The prodigal son would return! The great adventure of being a Kuruvita was clicking into gear for little Peter.

In February 1968 the Thunderbirds bus full of Kuruvitas and virtually everything they owned began an arduous journey that would take them first to Austria to see Lilly’s family, and then across (then) Yugoslavia, Bulgaria, Turkey, Iran, Pakistan and India, to finally deposit them on the southern tip of the subcontinent where, Peter would later write, “Dad was about to try and jump our minibus off a rickety wharf onto two linked dugout canoes, which would paddle it out to a ferry where it would be hoisted aboard to complete our journey”.

At Alba Peter pauses for the jackhammer man to take a break, and says wistfully: “I still have wonderful memories of that trip. It was six or seven weeks of high adventure, but what I didn’t know was that it was only just beginning. My mum and dad were both great adventurers so as a kid the adventures just kept coming, but I think those formative years living in Sri Lanka made me the man I am. My values were formed during that time.”

The Kuruvitas moved into the big family compound in Colombo and Wickramapala set about replicating his London success in his homeland. Says Peter: “In London Dad had bought a whole shipment of lathes and shipped them to Colombo where he built a massive workshop on land the family owned. In those days you couldn’t get anything much mechanical in Sri Lanka, so he was going to make it. My father made everything for everyone, from car parts to sewer pipes, and Colombo Sewerage is still using them! He also found time to go to Germany and buy a brand new 220SE Mercedes. The speedometer would change colour as you drove faster, from green to red.
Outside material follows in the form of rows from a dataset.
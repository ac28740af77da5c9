//! The callback seam between the runtime and driver code.
//!
//! The dispatcher decodes each inbound command and hands the typed
//! payload to these methods. All of them run on the reader task, so a
//! slow callback delays the next inbound element; long work belongs
//! in a spawned task.

use crate::types::property::SwitchState;
use crate::xml::Element;
use crate::{Result, Runtime};
use async_trait::async_trait;

/// One decoded payload from an inbound `newBLOBVector`. `size` is the
/// peer's advertised payload size, `bloblen` the byte count actually
/// decoded into `data`; the two differ when the payload is
/// compressed. The buffer is owned by the receiver.
#[derive(Clone, Debug, PartialEq)]
pub struct BlobPayload {
    pub name: String,
    pub format: String,
    pub size: i64,
    pub bloblen: i64,
    pub data: Vec<u8>,
}

/// Implemented by every driver. Only `get_properties` is mandatory;
/// the rest default to ignoring the traffic, so a driver implements
/// just the kinds it owns.
#[async_trait]
pub trait Driver: Send + Sync {
    /// The peer wants this driver's property definitions, for one
    /// device or (when `device` is `None`) for all of them. The
    /// usual response is a series of `def_*` calls on the runtime.
    async fn get_properties(
        &self,
        rt: &Runtime,
        device: Option<&str>,
    ) -> Result<()>;

    /// An authoritative write to a number property. The typical body
    /// validates and commits through [`Runtime::apply_numbers`], then
    /// acts on the hardware.
    async fn new_number(
        &self,
        _rt: &Runtime,
        _device: &str,
        _name: &str,
        _values: Vec<(String, f64)>,
    ) -> Result<()> {
        Ok(())
    }

    /// An authoritative write to a switch property.
    async fn new_switch(
        &self,
        _rt: &Runtime,
        _device: &str,
        _name: &str,
        _states: Vec<(String, SwitchState)>,
    ) -> Result<()> {
        Ok(())
    }

    /// An authoritative write to a text property.
    async fn new_text(
        &self,
        _rt: &Runtime,
        _device: &str,
        _name: &str,
        _texts: Vec<(String, String)>,
    ) -> Result<()> {
        Ok(())
    }

    /// An authoritative write to a BLOB property.
    async fn new_blob(
        &self,
        _rt: &Runtime,
        _device: &str,
        _name: &str,
        _blobs: Vec<BlobPayload>,
    ) -> Result<()> {
        Ok(())
    }

    /// Traffic from a snooped device, forwarded whole. The runtime
    /// doesn't track which devices a driver watches; filtering on the
    /// element's `device` attribute is the driver's job.
    async fn snoop(&self, _rt: &Runtime, _element: &Element) -> Result<()> {
        Ok(())
    }
}
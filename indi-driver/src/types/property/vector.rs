//! The vector property containers and their members.
//!
//! Storage for these values is owned by the driver; the runtime only
//! holds shared references to them (see the registry). Fields are
//! public so drivers can build vectors with struct literals.

use super::{Permission, PropertyState, SwitchRule, SwitchState};

/// One numeric member. `format` is a printf-like specification used
/// when the value is put on the wire; a trailing `m` selects the
/// sexagesimal form.
#[derive(Clone, Debug, PartialEq)]
pub struct Number {
    pub name: String,
    pub label: String,
    pub format: String,
    pub min: f64,
    pub max: f64,
    pub step: f64,
    pub value: f64,
}

impl Number {
    pub fn new(
        name: &str,
        label: &str,
        format: &str,
        min: f64,
        max: f64,
        step: f64,
        value: f64,
    ) -> Number {
        Number {
            name: String::from(name),
            label: String::from(label),
            format: String::from(format),
            min,
            max,
            step,
            value,
        }
    }
}

/// A named, ordered collection of numeric members.
#[derive(Clone, Debug, PartialEq)]
pub struct NumberVector {
    pub device: String,
    pub name: String,
    pub label: String,
    pub group: String,
    pub perm: Permission,
    pub timeout: f64,
    pub state: PropertyState,
    pub numbers: Vec<Number>,
}

impl NumberVector {
    pub fn find(&self, name: &str) -> Option<&Number> {
        self.numbers.iter().find(|n| n.name == name)
    }

    pub fn find_mut(&mut self, name: &str) -> Option<&mut Number> {
        self.numbers.iter_mut().find(|n| n.name == name)
    }
}

/// One switch member.
#[derive(Clone, Debug, PartialEq)]
pub struct Switch {
    pub name: String,
    pub label: String,
    pub state: SwitchState,
}

impl Switch {
    pub fn new(name: &str, label: &str, state: SwitchState) -> Switch {
        Switch {
            name: String::from(name),
            label: String::from(label),
            state,
        }
    }
}

#[derive(Clone, Debug, PartialEq)]
pub struct SwitchVector {
    pub device: String,
    pub name: String,
    pub label: String,
    pub group: String,
    pub perm: Permission,
    pub rule: SwitchRule,
    pub timeout: f64,
    pub state: PropertyState,
    pub switches: Vec<Switch>,
}

impl SwitchVector {
    pub fn find(&self, name: &str) -> Option<&Switch> {
        self.switches.iter().find(|s| s.name == name)
    }

    pub fn find_mut(&mut self, name: &str) -> Option<&mut Switch> {
        self.switches.iter_mut().find(|s| s.name == name)
    }

    /// Returns the first member that is on.
    pub fn on_switch(&self) -> Option<&Switch> {
        self.switches.iter().find(|s| s.state == SwitchState::On)
    }

    /// Returns the index of the first member that is on.
    pub fn on_index(&self) -> Option<usize> {
        self.switches.iter().position(|s| s.state == SwitchState::On)
    }

    /// Turns every member off.
    pub fn reset(&mut self) {
        for s in self.switches.iter_mut() {
            s.state = SwitchState::Off
        }
    }
}

/// One text member.
#[derive(Clone, Debug, PartialEq)]
pub struct Text {
    pub name: String,
    pub label: String,
    pub value: String,
}

impl Text {
    pub fn new(name: &str, label: &str, value: &str) -> Text {
        Text {
            name: String::from(name),
            label: String::from(label),
            value: String::from(value),
        }
    }
}

#[derive(Clone, Debug, PartialEq)]
pub struct TextVector {
    pub device: String,
    pub name: String,
    pub label: String,
    pub group: String,
    pub perm: Permission,
    pub timeout: f64,
    pub state: PropertyState,
    pub texts: Vec<Text>,
}

impl TextVector {
    pub fn find(&self, name: &str) -> Option<&Text> {
        self.texts.iter().find(|t| t.name == name)
    }

    pub fn find_mut(&mut self, name: &str) -> Option<&mut Text> {
        self.texts.iter_mut().find(|t| t.name == name)
    }
}

/// One light member. Lights reuse the vector state vocabulary for
/// their value.
#[derive(Clone, Debug, PartialEq)]
pub struct Light {
    pub name: String,
    pub label: String,
    pub state: PropertyState,
}

impl Light {
    pub fn new(name: &str, label: &str, state: PropertyState) -> Light {
        Light {
            name: String::from(name),
            label: String::from(label),
            state,
        }
    }
}

#[derive(Clone, Debug, PartialEq)]
pub struct LightVector {
    pub device: String,
    pub name: String,
    pub label: String,
    pub group: String,
    pub state: PropertyState,
    pub lights: Vec<Light>,
}

impl LightVector {
    pub fn find(&self, name: &str) -> Option<&Light> {
        self.lights.iter().find(|l| l.name == name)
    }

    pub fn find_mut(&mut self, name: &str) -> Option<&mut Light> {
        self.lights.iter_mut().find(|l| l.name == name)
    }
}

/// One binary member. `size` is the advertised payload size and
/// `bloblen` the byte count actually held in `data`; the two differ
/// when the payload is compressed. `format` is a suffix describing
/// the encoding (".fits", ".z", ...).
#[derive(Clone, Debug, PartialEq)]
pub struct Blob {
    pub name: String,
    pub label: String,
    pub format: String,
    pub size: i64,
    pub bloblen: i64,
    pub data: Vec<u8>,
}

impl Blob {
    pub fn new(name: &str, label: &str) -> Blob {
        Blob {
            name: String::from(name),
            label: String::from(label),
            format: String::new(),
            size: 0,
            bloblen: 0,
            data: Vec::new(),
        }
    }
}

#[derive(Clone, Debug, PartialEq)]
pub struct BlobVector {
    pub device: String,
    pub name: String,
    pub label: String,
    pub group: String,
    pub perm: Permission,
    pub timeout: f64,
    pub state: PropertyState,
    pub blobs: Vec<Blob>,
}

impl BlobVector {
    pub fn find(&self, name: &str) -> Option<&Blob> {
        self.blobs.iter().find(|b| b.name == name)
    }

    pub fn find_mut(&mut self, name: &str) -> Option<&mut Blob> {
        self.blobs.iter_mut().find(|b| b.name == name)
    }
}
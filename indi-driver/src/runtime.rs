//! The driver-facing protocol handle.
//!
//! A [`Runtime`] wraps the outbound stream, the property registry and
//! the BLOB flow controller behind a cheaply-cloneable handle, so any
//! driver task can emit definitions, updates and messages from
//! anywhere. Every public operation here produces exactly one
//! protocol element.

use crate::registry::{Property, Registry};
use crate::types::property::{
    BlobPolicy, BlobVector, LightVector, NumberVector, SwitchVector,
    TextVector,
};
use crate::writer::{timestamp, Writer};
use crate::xml::escape;
use crate::{sexa, Result, PROTOCOL_VERSION};
use base64::engine::general_purpose::STANDARD;
use base64::Engine as _;
use std::fmt::Write as _;
use std::sync::Arc;
use tokio::io::AsyncWrite;
use tokio::sync::{oneshot, Mutex};

/// Per-process settings carried by the runtime.
#[derive(Clone, Debug)]
pub struct Options {
    /// The driver's executable name, used in diagnostics.
    pub name: String,

    /// When set, every inbound element is echoed to the log before it
    /// is dispatched.
    pub verbose: bool,
}

impl Default for Options {
    fn default() -> Self {
        Options {
            name: String::from("indi-driver"),
            verbose: false,
        }
    }
}

// The BLOB flow controller. The gate is held for the whole of a
// `set_blob` call, so there is never more than one unacknowledged
// ping on the stream and BLOB emissions are serialized process-wide.

struct BlobGate {
    counter: u64,
    pending: Option<oneshot::Receiver<()>>,
}

struct Inner {
    writer: Writer,
    registry: Registry,
    options: Options,
    blob_gate: Mutex<BlobGate>,
    reply_slot: Mutex<Option<(String, oneshot::Sender<()>)>>,
}

/// Handle to the protocol runtime. Clones share the same stream,
/// registry and flow controller.
#[derive(Clone)]
pub struct Runtime {
    inner: Arc<Inner>,
}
We loved it!”

Despite dad’s business successes, life beyond the compound was sometimes hard for Peter. He recalls: “I was a bit of a loner. I went to an international school and I only had two friends, the American ambassador’s son and the Swedish ambassador’s son. It was a bit hard, being a half-Sri Lankan in that situation. My father wasn’t allowed into the swimming club, for example, even though he paid for the membership. Fortunately, things like that began to change while we lived there.”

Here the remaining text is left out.